● Required action
Lines to restate from the data below: from the one containing "#[cfg(test)]" to the one containing "use log::LevelFilter;", both included. Give them again exactly, and only them.

● Data extract
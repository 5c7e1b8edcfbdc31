use std::{
    ffi::OsString,
    fs::{self, File, OpenOptions},
    io::{BufReader, BufWriter},
    path::{Path, PathBuf},
};

pub use cli::CLIParser;
pub use error::Error;
use image::{
    reader::mnist::MnistImageReader, transformer::DatasetTransformer,
    writer::mnist::MnistImageWriter, DatasetReader, DatasetWriter, ImageDataset, TargetSize,
};
use threadpool::ThreadPool;

pub mod binary_stream;
mod cli;
mod error;
pub mod image;
mod logger;

pub type Result<T> = std::result::Result<T, error::Error>;

const PARTIAL_OUTPUT_EXTENSION: &str = "part";

pub struct Arguments {
    input_file: PathBuf,
    output_file: PathBuf,
    width: i64,
    height: i64,
    number_of_threads: usize,
}

fn open_input_file(file_path: &Path) -> Result<File> {
    File::open(file_path).map_err(|e| {
        Error::UnableToOpenInputFileForReading(file_path.display().to_string(), e)
    })
}

fn open_output_file(file_path: &Path) -> Result<File> {
    OpenOptions::new()
        .write(true)
        .create(true)
        .truncate(true)
        .open(file_path)
        .map_err(|e| {
            Error::UnableToOpenOutputFileForWriting(file_path.display().to_string(), e)
        })
}

/// Sibling of the output file that receives the data until it is complete
fn partial_output_path(output_file: &Path) -> PathBuf {
    let mut file_name = output_file
        .file_name()
        .map(OsString::from)
        .unwrap_or_default();
    file_name.push(".");
    file_name.push(PARTIAL_OUTPUT_EXTENSION);
    output_file.with_file_name(file_name)
}

fn read_dataset(input_file: &Path) -> Result<ImageDataset> {
    let input_file = open_input_file(input_file)?;
    let mut reader = MnistImageReader::new(BufReader::new(input_file));
    reader.read_dataset()
}

fn write_dataset(output_file: &Path, dataset: &ImageDataset) -> Result<()> {
    let partial_file_path = partial_output_path(output_file);
    let result = write_dataset_to(&partial_file_path, dataset).and_then(|_| {
        fs::rename(&partial_file_path, output_file).map_err(|e| {
            Error::FailedToPersistOutputFile(output_file.display().to_string(), e)
        })
    });
    if result.is_err() && partial_file_path.exists() {
        log::warn!("Removing incomplete output {}", partial_file_path.display());
        let _ = fs::remove_file(&partial_file_path);
    }
    result
}

fn write_dataset_to(file_path: &Path, dataset: &ImageDataset) -> Result<()> {
    let output_file = open_output_file(file_path)?;
    let mut writer = MnistImageWriter::new(BufWriter::new(output_file));
    writer.write_dataset(dataset)
}

pub fn upscale_mnist_images(arguments: &Arguments) -> Result<()> {
    let target = TargetSize::new(arguments.width, arguments.height)?;
    let dataset = read_dataset(&arguments.input_file)?;
    println!(
        "Loaded {} images of size {}x{}.",
        dataset.number_of_images(),
        dataset.height(),
        dataset.width()
    );
    let threadpool = ThreadPool::new(arguments.number_of_threads);
    let transformer = DatasetTransformer::new(target, &threadpool);
    let dataset = transformer.transform(dataset)?;
    println!("Upscaled images to size {}x{}.", target.width, target.height);
    write_dataset(&arguments.output_file, &dataset)?;
    println!(
        "Upscaled images saved to {}.",
        arguments.output_file.display()
    );
    Ok(())
}

#[cfg(test)]
mod test {
    use std::path::Path;

    use super::partial_output_path;

    #[test]
    fn partial_output_is_a_sibling() {
        let partial = partial_output_path(Path::new("/data/train-images-64x64-idx3-ubyte"));
        assert_eq!(
            partial,
            Path::new("/data/train-images-64x64-idx3-ubyte.part")
        );
    }
}
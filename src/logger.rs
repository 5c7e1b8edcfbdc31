use log::LevelFilter;
use log4rs::append::console::{ConsoleAppender, Target};
use log4rs::config::{Appender, Config, Root};
use log4rs::encode::pattern::PatternEncoder;

const CONFIG_FILE: &str = "log4rs.yaml";
const FALLBACK_APPENDER: &str = "stderr";

#[ctor::ctor]
fn init() {
    if log4rs::init_file(CONFIG_FILE, Default::default()).is_ok() {
        return;
    }
    // no usable config file, only report problems
    let stderr = ConsoleAppender::builder()
        .target(Target::Stderr)
        .encoder(Box::new(PatternEncoder::new("{l} {t} - {m}{n}")))
        .build();
    let config = Config::builder()
        .appender(Appender::builder().build(FALLBACK_APPENDER, Box::new(stderr)))
        .build(
            Root::builder()
                .appender(FALLBACK_APPENDER)
                .build(LevelFilter::Warn),
        );
    if let Ok(config) = config {
        let _ = log4rs::init_config(config);
    }
}

pub fn log_header(header: &[u8]) {
    fn get_byte_array(bytes: &[u8]) -> Vec<String> {
        bytes.iter().map(|byte| format!("{:02X}", byte)).collect()
    }
    log::debug!("header bytes {:?}", get_byte_array(header));
}
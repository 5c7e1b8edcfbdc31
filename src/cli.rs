use crate::Arguments;
use clap::{
    arg, builder::RangedU64ValueParser, crate_authors, crate_description, crate_name,
    crate_version, value_parser, Arg, ArgMatches, Command,
};
use std::ffi::OsString;
use std::path::PathBuf;
use std::{io, thread};

pub struct CLIParser {
    command: Command,
}

impl CLIParser {
    pub fn new() -> Self {
        let command = Self::create_base_command();
        let command = Self::register_arguments(command);
        CLIParser { command }
    }

    pub fn parse<I, T>(&mut self, itr: I) -> Arguments
    where
        I: IntoIterator<Item = T>,
        T: Into<OsString> + Clone,
    {
        let matches = self
            .command
            .try_get_matches_from_mut(itr)
            .unwrap_or_else(|e| e.exit());
        Self::extract_arguments(&matches)
    }

    fn register_arguments(command: Command) -> Command {
        let command = Self::register_input_file_argument(command);
        let command = Self::register_output_file_argument(command);
        let command = Self::register_width_argument(command);
        let command = Self::register_height_argument(command);
        Self::register_threads_argument(command)
    }

    fn register_input_file_argument(command: Command) -> Command {
        command.arg(Self::create_input_file_argument())
    }

    fn register_output_file_argument(command: Command) -> Command {
        command.arg(Self::create_output_file_argument())
    }

    fn register_width_argument(command: Command) -> Command {
        command.arg(Self::create_dimension_argument("width", "Target width in pixels"))
    }

    fn register_height_argument(command: Command) -> Command {
        command.arg(Self::create_dimension_argument(
            "height",
            "Target height in pixels",
        ))
    }

    fn register_threads_argument(command: Command) -> Command {
        command.arg(Self::create_threads_argument())
    }

    fn create_base_command() -> Command {
        Command::new(crate_name!())
            .version(crate_version!())
            .author(crate_authors!())
            .about(crate_description!())
    }

    fn create_input_file_argument() -> Arg {
        Arg::new("input_file")
            .help("Path to the MNIST image input file")
            .value_parser(value_parser!(PathBuf))
            .required(true)
    }

    fn create_output_file_argument() -> Arg {
        Arg::new("output_file")
            .help("Path to save the upscaled MNIST image file")
            .value_parser(value_parser!(PathBuf))
            .required(true)
    }

    fn create_dimension_argument(name: &'static str, help: &'static str) -> Arg {
        // signed, so that non-positive sizes are reported as invalid target size
        Arg::new(name)
            .help(help)
            .value_parser(value_parser!(i64))
            .allow_negative_numbers(true)
            .required(true)
    }

    fn create_threads_argument() -> Arg {
        arg!(-t --threads <THREADS> "Number of Threads")
            .default_value(get_number_of_threads().unwrap_or(1).to_string())
            .required(false)
            .value_parser(RangedU64ValueParser::<usize>::new().range(1..))
    }

    fn extract_arguments(matches: &ArgMatches) -> Arguments {
        Arguments {
            input_file: Self::extract_input_file_argument(matches),
            output_file: Self::extract_output_file_argument(matches),
            width: Self::extract_dimension_argument(matches, "width"),
            height: Self::extract_dimension_argument(matches, "height"),
            number_of_threads: Self::extract_threads_argument(matches),
        }
    }

    fn extract_input_file_argument(matches: &ArgMatches) -> PathBuf {
        matches
            .get_one::<PathBuf>("input_file")
            .expect("Required argument input_file not provided")
            .clone()
    }

    fn extract_output_file_argument(matches: &ArgMatches) -> PathBuf {
        matches
            .get_one::<PathBuf>("output_file")
            .expect("Required argument output_file not provided")
            .clone()
    }

    fn extract_dimension_argument(matches: &ArgMatches, name: &str) -> i64 {
        matches
            .get_one::<i64>(name)
            .expect("Required dimension argument not provided")
            .to_owned()
    }

    fn extract_threads_argument(matches: &ArgMatches) -> usize {
        matches
            .get_one::<usize>("threads")
            .expect("Required argument threads not provided")
            .to_owned()
    }
}

impl Default for CLIParser {
    fn default() -> Self {
        Self::new()
    }
}

fn get_number_of_threads() -> io::Result<usize> {
    Ok(thread::available_parallelism()?.get())
}
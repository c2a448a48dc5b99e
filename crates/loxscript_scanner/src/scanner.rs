//! The Lox scanner/lexer.
//!
//! Converts source text into the token stream the parser consumes. One
//! forward pass, at most two characters of lookahead, no backtracking:
//! once a dispatch choice is made the characters stay consumed.

use crate::token::{Literal, Token, TokenKind};
use loxscript_diagnostics::{messages, Diagnostic, DiagnosticCollection};

/// The scanner converts Lox source text into tokens.
///
/// A scanner is built for one source buffer, runs exactly one pass, and is
/// consumed by it; `scan_tokens` takes `self` by value so an instance can
/// never be rescanned or reused with new input.
pub struct Scanner {
    /// The source text being scanned.
    text: Vec<char>,
    /// Start of the token currently being recognized.
    start: usize,
    /// Position of the next unread character. Always >= `start`.
    current: usize,
    /// Current 1-based line number.
    line: u32,
    /// Line on which the current token started. Differs from `line` only
    /// while consuming a multi-line string.
    token_line: u32,
    /// Tokens accumulated so far. Never revised once appended.
    tokens: Vec<Token>,
    /// Accumulated diagnostics.
    diagnostics: DiagnosticCollection,
}

impl Scanner {
    /// Create a new scanner for the given source text.
    pub fn new(text: &str) -> Self {
        Self {
            text: text.chars().collect(),
            start: 0,
            current: 0,
            line: 1,
            token_line: 1,
            tokens: Vec::new(),
            diagnostics: DiagnosticCollection::new(),
        }
    }

    /// Scan the entire source, returning the token list and any diagnostics.
    ///
    /// The returned list always ends with a single `Eof` token carrying an
    /// empty lexeme. Scan errors never abort the pass: each is recorded
    /// against the line it occurred on and scanning resumes at the next
    /// unread character.
    pub fn scan_tokens(mut self) -> (Vec<Token>, DiagnosticCollection) {
        while !self.is_at_end() {
            self.start = self.current;
            self.token_line = self.line;
            self.scan_token();
        }

        self.tokens
            .push(Token::new(TokenKind::Eof, "", Literal::None, self.line));
        (self.tokens, self.diagnostics)
    }

    /// Recognize exactly one token, or skip exactly one piece of
    /// insignificant input (whitespace, newline, or comment).
    fn scan_token(&mut self) {
        let ch = self.advance();
        match ch {
            '(' => self.add_token(TokenKind::LeftParen),
            ')' => self.add_token(TokenKind::RightParen),
            '{' => self.add_token(TokenKind::LeftBrace),
            '}' => self.add_token(TokenKind::RightBrace),
            ',' => self.add_token(TokenKind::Comma),
            '.' => self.add_token(TokenKind::Dot),
            '-' => self.add_token(TokenKind::Minus),
            '+' => self.add_token(TokenKind::Plus),
            ';' => self.add_token(TokenKind::Semicolon),
            '*' => self.add_token(TokenKind::Star),

            '!' => {
                let kind = if self.match_char('=') { TokenKind::BangEqual } else { TokenKind::Bang };
                self.add_token(kind);
            }
            '=' => {
                let kind = if self.match_char('=') { TokenKind::EqualEqual } else { TokenKind::Equal };
                self.add_token(kind);
            }
            '<' => {
                let kind = if self.match_char('=') { TokenKind::LessEqual } else { TokenKind::Less };
                self.add_token(kind);
            }
            '>' => {
                let kind = if self.match_char('=') { TokenKind::GreaterEqual } else { TokenKind::Greater };
                self.add_token(kind);
            }

            '/' => self.scan_slash(),

            // Insignificant whitespace.
            ' ' | '\r' | '\t' => {}

            '\n' => self.line += 1,

            '"' => self.scan_string(),

            '0'..='9' => self.scan_number(),

            _ if is_alpha(ch) => self.scan_identifier(),

            _ => {
                self.diagnostics
                    .add(Diagnostic::new(self.line, &messages::UNEXPECTED_CHARACTER, &[]));
            }
        }
    }

    /// `/` starts a line comment, a block comment, or the slash token.
    /// Comment detection takes priority over emitting `Slash`.
    fn scan_slash(&mut self) {
        if self.match_char('/') {
            // Line comment: discard through end of line. The newline itself
            // is consumed by the main loop.
            while self.peek() != Some('\n') && !self.is_at_end() {
                self.current += 1;
            }
        } else if self.match_char('*') {
            self.skip_block_comment();
        } else {
            self.add_token(TokenKind::Slash);
        }
    }

    /// Discard a block comment body up to and including the closing `*/`.
    /// Comments do not nest.
    ///
    /// Reaching end of input first leaves the comment silently unterminated.
    // TODO: unterminated block comments run silently off the end of input,
    // unlike unterminated strings which report; pick one behavior once the
    // parser grows a consumer for the distinction.
    fn skip_block_comment(&mut self) {
        while !self.is_at_end() {
            if self.peek() == Some('*') && self.peek_next() == Some('/') {
                self.current += 2;
                return;
            }
            if self.text[self.current] == '\n' {
                self.line += 1;
            }
            self.current += 1;
        }
    }

    /// Scan a string literal. The opening quote is already consumed.
    ///
    /// Strings may span lines; there is no escape processing, so the first
    /// `"` encountered closes the literal and the decoded value is exactly
    /// the text between the delimiters.
    fn scan_string(&mut self) {
        while let Some(ch) = self.peek() {
            if ch == '"' {
                break;
            }
            if ch == '\n' {
                self.line += 1;
            }
            self.current += 1;
        }

        if self.is_at_end() {
            self.diagnostics
                .add(Diagnostic::new(self.line, &messages::UNTERMINATED_STRING, &[]));
            return;
        }

        let value = self.text_slice(self.start + 1, self.current);
        // Closing quote; the lexeme carries both delimiters.
        self.current += 1;
        self.add_literal_token(TokenKind::String, Literal::Str(value));
    }

    /// Scan a number literal: a maximal digit run, then one decimal point
    /// and a second maximal digit run only if a digit follows the point.
    /// A trailing bare `.` is left for the dot token.
    fn scan_number(&mut self) {
        while self.peek().map_or(false, |c| c.is_ascii_digit()) {
            self.current += 1;
        }

        if self.peek() == Some('.') && self.peek_next().map_or(false, |c| c.is_ascii_digit()) {
            self.current += 1;
            while self.peek().map_or(false, |c| c.is_ascii_digit()) {
                self.current += 1;
            }
        }

        let lexeme = self.text_slice(self.start, self.current);
        // The matched lexeme is ASCII digits with at most one interior
        // point, so the parse cannot fail.
        let value: f64 = lexeme.parse().unwrap_or_default();
        self.add_literal_token(TokenKind::Number, Literal::Num(value));
    }

    /// Scan an identifier or keyword: a maximal run of alphanumeric or
    /// underscore characters, classified by exact keyword lookup.
    fn scan_identifier(&mut self) {
        while self.peek().map_or(false, is_alpha_numeric) {
            self.current += 1;
        }

        let text = self.text_slice(self.start, self.current);
        let kind = TokenKind::from_keyword(&text).unwrap_or(TokenKind::Identifier);
        self.add_token(kind);
    }

    // ========================================================================
    // Cursor primitives
    // ========================================================================

    /// Consume and return the next character.
    fn advance(&mut self) -> char {
        let ch = self.text[self.current];
        self.current += 1;
        ch
    }

    /// Consume the next character only if it equals `expected`.
    fn match_char(&mut self, expected: char) -> bool {
        if self.peek() == Some(expected) {
            self.current += 1;
            true
        } else {
            false
        }
    }

    /// Look at the next unread character without advancing.
    #[inline]
    fn peek(&self) -> Option<char> {
        self.text.get(self.current).copied()
    }

    /// Look one character past the next unread character.
    #[inline]
    fn peek_next(&self) -> Option<char> {
        self.text.get(self.current + 1).copied()
    }

    /// Whether the whole input has been consumed.
    #[inline]
    fn is_at_end(&self) -> bool {
        self.current >= self.text.len()
    }

    fn add_token(&mut self, kind: TokenKind) {
        self.add_literal_token(kind, Literal::None);
    }

    fn add_literal_token(&mut self, kind: TokenKind, literal: Literal) {
        let lexeme = self.text_slice(self.start, self.current);
        self.tokens
            .push(Token::new(kind, lexeme, literal, self.token_line));
    }

    /// Convert a range of source characters to a String.
    fn text_slice(&self, start: usize, end: usize) -> String {
        self.text[start..end].iter().collect()
    }
}

/// Check if a character can start an identifier.
fn is_alpha(ch: char) -> bool {
    ch == '_' || ch.is_ascii_alphabetic()
}

/// Check if a character can continue an identifier.
fn is_alpha_numeric(ch: char) -> bool {
    is_alpha(ch) || ch.is_ascii_digit()
}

● Solution
#[cfg(test)]
mod test {
    use std::path::Path;

    use super::partial_output_path;

    #[test]
    fn partial_output_is_a_sibling() {
        let partial = partial_output_path(Path::new("/data/train-images-64x64-idx3-ubyte"));
        assert_eq!(
            partial,
            Path::new("/data/train-images-64x64-idx3-ubyte.part")
        );
    }
}
filename src/logger.rs
repository 5c7e1b8edcfbdc31
use log::LevelFilter;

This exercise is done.